WEEEEEEEEEEEEE!!!!!!

No I have to go home and get ready like a BOSS! I'll give you all the details I'm not legally bound under a nondisclosure agreement to keep secret this evening if I can stay awake!

EXCITEMENT BITCHES!!! EXCITEMENT!!!

Let the Clusterf*ck of Stupid Commence

I am normally not a violent person. At least not in reality. But I swear on all that is sacred int eh world that if the new guy at work does not stop pissing me the fuck off with his complete and utter stupid...there will be blood. LOTS of blood.

Seriously like I need a nickname for this dude, it's that's bad. I'm currently leaning towards Village Idiot...or Lord Wastus of Spasus. Like really he's just completley incapable of listening. I've two him at least twice to please put the bills facing to the left not right in the trays...and every fucking morning which way are they facing...RIGHT! Like it's not complicated.

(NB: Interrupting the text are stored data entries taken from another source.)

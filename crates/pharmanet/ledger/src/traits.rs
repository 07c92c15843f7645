use crate::{
    CompositeKey, HistoryCursor, PreparedTransaction, StateEntry, StorageResult,
    TransactionRecord, VersionedValue,
};
use async_trait::async_trait;

/// Storage interface the workflow core runs against.
///
/// Reads observe committed state only. Writes are never applied one by one:
/// a transaction stages them and hands the whole set to [`WorldState::commit`],
/// which either applies all of them or none.
#[async_trait]
pub trait WorldState: Send + Sync {
    /// Exact-match read of the current value of a key.
    async fn get_state(&self, key: &CompositeKey) -> StorageResult<Option<VersionedValue>>;

    /// All current entries whose key starts with `prefix`, in key order.
    async fn query_by_prefix(&self, prefix: &CompositeKey) -> StorageResult<Vec<StateEntry>>;

    /// Every version ever written for `key`, oldest first.
    async fn history(&self, key: &CompositeKey) -> StorageResult<HistoryCursor>;

    /// Validate the read set against committed state and apply the write set
    /// atomically.
    async fn commit(&self, transaction: PreparedTransaction) -> StorageResult<TransactionRecord>;
}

LISTEN!

I clearly do not suffer fool easily. Of course I blame most of the problems on the fact that one one gets properly trained here anymore. *not that I'm going to do much about it. It makes me look better since I actually KNOW what I'm doing* Ugh, I just want to like grab my carrot peeler and eviscerate him!

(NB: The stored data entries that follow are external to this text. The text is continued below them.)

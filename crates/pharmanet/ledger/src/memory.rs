//! In-memory reference implementation of [`WorldState`].
//!
//! This adapter is deterministic and test-friendly. It keeps the current value
//! of every key, the full per-key version history, and a hash-chained log of
//! committed transactions.

use crate::{
    CompositeKey, HistoryCursor, KeyHistory, KeyVersion, LedgerSnapshot, PreparedTransaction,
    StateEntry, StorageError, StorageResult, TransactionRecord, VersionedValue, WorldState,
};
use async_trait::async_trait;
use chrono::{DateTime, Utc};
use serde_json::Value;
use std::collections::{BTreeMap, HashMap};
use std::sync::{RwLock, RwLockReadGuard, RwLockWriteGuard};

/// In-memory world state adapter.
#[derive(Debug, Default)]
pub struct InMemoryWorldState {
    inner: RwLock<LedgerState>,
}

impl InMemoryWorldState {
    pub fn new() -> Self {
        Self::default()
    }

    /// Rebuild a world state from a snapshot, verifying the transaction log.
    pub fn from_snapshot(snapshot: LedgerSnapshot) -> StorageResult<Self> {
        let state = LedgerState::from_snapshot(snapshot)?;
        state.verify()?;
        Ok(Self {
            inner: RwLock::new(state),
        })
    }

    pub fn snapshot(&self) -> StorageResult<LedgerSnapshot> {
        Ok(self.read()?.snapshot())
    }

    /// Check log sequencing, hash links and write digests against history.
    pub fn verify_chain(&self) -> StorageResult<()> {
        self.read()?.verify()
    }

    pub fn transaction_log(&self) -> StorageResult<Vec<TransactionRecord>> {
        Ok(self.read()?.log.clone())
    }

    /// Validate and apply `transaction`, calling `persist` with the resulting
    /// snapshot before the new state becomes visible. A failing `persist`
    /// leaves the in-memory state untouched.
    pub(crate) fn commit_persisted<F>(
        &self,
        transaction: PreparedTransaction,
        persist: F,
    ) -> StorageResult<TransactionRecord>
    where
        F: FnOnce(&LedgerSnapshot) -> StorageResult<()>,
    {
        let mut guard = self.write()?;
        guard.validate(&transaction)?;
        let mut next = guard.clone();
        let record = next.apply(transaction)?;
        persist(&next.snapshot())?;
        *guard = next;
        Ok(record)
    }

    fn read(&self) -> StorageResult<RwLockReadGuard<'_, LedgerState>> {
        self.inner
            .read()
            .map_err(|_| StorageError::Backend("world state lock poisoned".to_string()))
    }

    fn write(&self) -> StorageResult<RwLockWriteGuard<'_, LedgerState>> {
        self.inner
            .write()
            .map_err(|_| StorageError::Backend("world state lock poisoned".to_string()))
    }
}

#[async_trait]
impl WorldState for InMemoryWorldState {
    async fn get_state(&self, key: &CompositeKey) -> StorageResult<Option<VersionedValue>> {
        Ok(self.read()?.current.get(key).cloned())
    }

    async fn query_by_prefix(&self, prefix: &CompositeKey) -> StorageResult<Vec<StateEntry>> {
        Ok(self.read()?.scan(prefix))
    }

    async fn history(&self, key: &CompositeKey) -> StorageResult<HistoryCursor> {
        let versions = self
            .read()?
            .history
            .get(key)
            .cloned()
            .unwrap_or_default();
        Ok(HistoryCursor::new(versions))
    }

    async fn commit(&self, transaction: PreparedTransaction) -> StorageResult<TransactionRecord> {
        let mut guard = self.write()?;
        guard.validate(&transaction)?;
        let record = guard.apply(transaction)?;
        tracing::debug!(
            sequence = record.sequence,
            tx_id = %record.tx_id,
            keys = record.keys.len(),
            "transaction committed"
        );
        Ok(record)
    }
}

#[derive(Debug, Default, Clone)]
pub(crate) struct LedgerState {
    current: BTreeMap<CompositeKey, VersionedValue>,
    history: HashMap<CompositeKey, Vec<KeyVersion<Value>>>,
    log: Vec<TransactionRecord>,
}

impl LedgerState {
    fn scan(&self, prefix: &CompositeKey) -> Vec<StateEntry> {
        self.current
            .range(prefix.clone()..)
            .take_while(|(key, _)| prefix.is_prefix_of(key))
            .map(|(key, versioned)| StateEntry {
                key: key.clone(),
                value: versioned.value.clone(),
                version: versioned.version,
            })
            .collect()
    }

    fn validate(&self, transaction: &PreparedTransaction) -> StorageResult<()> {
        if transaction.writes.is_empty() {
            return Err(StorageError::InvalidInput(format!(
                "transaction {} has an empty write set",
                transaction.tx_id
            )));
        }

        if self.log.iter().any(|record| record.tx_id == transaction.tx_id) {
            return Err(StorageError::Conflict(format!(
                "transaction {} was already committed",
                transaction.tx_id
            )));
        }

        for (key, observed) in &transaction.read_set.keys {
            let current = self.current.get(key).map(|versioned| versioned.version);
            if current != *observed {
                return Err(StorageError::Conflict(format!(
                    "key {} changed since it was read (read {:?}, now {:?})",
                    key, observed, current
                )));
            }
        }

        for range in &transaction.read_set.ranges {
            let current = self
                .scan(&range.prefix)
                .into_iter()
                .map(|entry| (entry.key, entry.version))
                .collect::<Vec<_>>();
            if current != range.observed {
                return Err(StorageError::Conflict(format!(
                    "entries under prefix {} changed since they were queried",
                    range.prefix
                )));
            }
        }

        Ok(())
    }

    fn apply(&mut self, transaction: PreparedTransaction) -> StorageResult<TransactionRecord> {
        let sequence = self.log.len() as u64 + 1;
        let write_digest = digest_writes(&transaction.writes)?;
        let keys = transaction.writes.keys().cloned().collect::<Vec<_>>();
        let previous_hash = self.log.last().map(|record| record.hash.clone());
        let hash = compute_record_hash(
            sequence,
            &transaction.tx_id,
            transaction.timestamp,
            &keys,
            &write_digest,
            previous_hash.as_deref(),
        );

        for (key, value) in transaction.writes {
            self.history.entry(key.clone()).or_default().push(KeyVersion {
                tx_id: transaction.tx_id.clone(),
                timestamp: transaction.timestamp,
                value: value.clone(),
            });
            self.current.insert(
                key,
                VersionedValue {
                    value,
                    version: sequence,
                },
            );
        }

        let record = TransactionRecord {
            sequence,
            tx_id: transaction.tx_id,
            timestamp: transaction.timestamp,
            keys,
            write_digest,
            previous_hash,
            hash,
        };
        self.log.push(record.clone());
        Ok(record)
    }

    fn verify(&self) -> StorageResult<()> {
        let mut previous_hash: Option<String> = None;

        for (position, record) in self.log.iter().enumerate() {
            let expected_sequence = position as u64 + 1;
            if record.sequence != expected_sequence {
                return Err(StorageError::Integrity(format!(
                    "log sequence gap at position {} (found {})",
                    expected_sequence, record.sequence
                )));
            }
            if record.previous_hash != previous_hash {
                return Err(StorageError::Integrity(format!(
                    "broken hash link at sequence {}",
                    record.sequence
                )));
            }

            let writes = record
                .keys
                .iter()
                .map(|key| {
                    self.history
                        .get(key)
                        .and_then(|versions| {
                            versions.iter().find(|version| version.tx_id == record.tx_id)
                        })
                        .map(|version| (key.clone(), version.value.clone()))
                        .ok_or_else(|| {
                            StorageError::Integrity(format!(
                                "history for {} is missing transaction {}",
                                key, record.tx_id
                            ))
                        })
                })
                .collect::<StorageResult<BTreeMap<_, _>>>()?;

            if digest_writes(&writes)? != record.write_digest {
                return Err(StorageError::Integrity(format!(
                    "write digest mismatch at sequence {}",
                    record.sequence
                )));
            }

            let expected_hash = compute_record_hash(
                record.sequence,
                &record.tx_id,
                record.timestamp,
                &record.keys,
                &record.write_digest,
                record.previous_hash.as_deref(),
            );
            if record.hash != expected_hash {
                return Err(StorageError::Integrity(format!(
                    "record hash mismatch at sequence {}",
                    record.sequence
                )));
            }

            previous_hash = Some(record.hash.clone());
        }

        for (key, versioned) in &self.current {
            let latest = self.history.get(key).and_then(|versions| versions.last());
            if latest.map(|version| &version.value) != Some(&versioned.value) {
                return Err(StorageError::Integrity(format!(
                    "current value of {} does not match its latest history entry",
                    key
                )));
            }
        }

        Ok(())
    }

    fn snapshot(&self) -> LedgerSnapshot {
        let state = self
            .current
            .iter()
            .map(|(key, versioned)| StateEntry {
                key: key.clone(),
                value: versioned.value.clone(),
                version: versioned.version,
            })
            .collect();

        let mut history = self
            .history
            .iter()
            .map(|(key, versions)| KeyHistory {
                key: key.clone(),
                versions: versions.clone(),
            })
            .collect::<Vec<_>>();
        history.sort_by(|a, b| a.key.cmp(&b.key));

        LedgerSnapshot {
            state,
            history,
            log: self.log.clone(),
        }
    }

    fn from_snapshot(snapshot: LedgerSnapshot) -> StorageResult<Self> {
        let mut state = Self::default();
        for entry in snapshot.state {
            if state
                .current
                .insert(
                    entry.key.clone(),
                    VersionedValue {
                        value: entry.value,
                        version: entry.version,
                    },
                )
                .is_some()
            {
                return Err(StorageError::Integrity(format!(
                    "duplicate state entry for {}",
                    entry.key
                )));
            }
        }
        for key_history in snapshot.history {
            state.history.insert(key_history.key, key_history.versions);
        }
        state.log = snapshot.log;
        Ok(state)
    }
}

fn digest_writes(writes: &BTreeMap<CompositeKey, Value>) -> StorageResult<String> {
    let bytes = serde_json::to_vec(writes)?;
    Ok(blake3::hash(&bytes).to_hex().to_string())
}

fn compute_record_hash(
    sequence: u64,
    tx_id: &str,
    timestamp: DateTime<Utc>,
    keys: &[CompositeKey],
    write_digest: &str,
    previous_hash: Option<&str>,
) -> String {
    let material = serde_json::json!({
        "sequence": sequence,
        "tx_id": tx_id,
        "timestamp": timestamp,
        "keys": keys,
        "write_digest": write_digest,
        "previous_hash": previous_hash,
    });

    let bytes = serde_json::to_vec(&material).unwrap_or_default();
    blake3::hash(&bytes).to_hex().to_string()
}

I'm also supremely pissed off because I have to retype up about 15 pages of my "screenplay" that's due for my class because Celtx mysterious just ate them, even though the file is still the same size it was when I saved it. Not that it'll be too difficult because I'm doing an adaptation of one of my favorite books, but it's just a hassle since I only had like 11 more pages to do before.

I'm seriously just massively put out today and someone is going to get snapped at with my fuse being this short. I can guarantee it.


So yeah, FUCK IT ALL AND BRING ON THE END OF TH WORLD!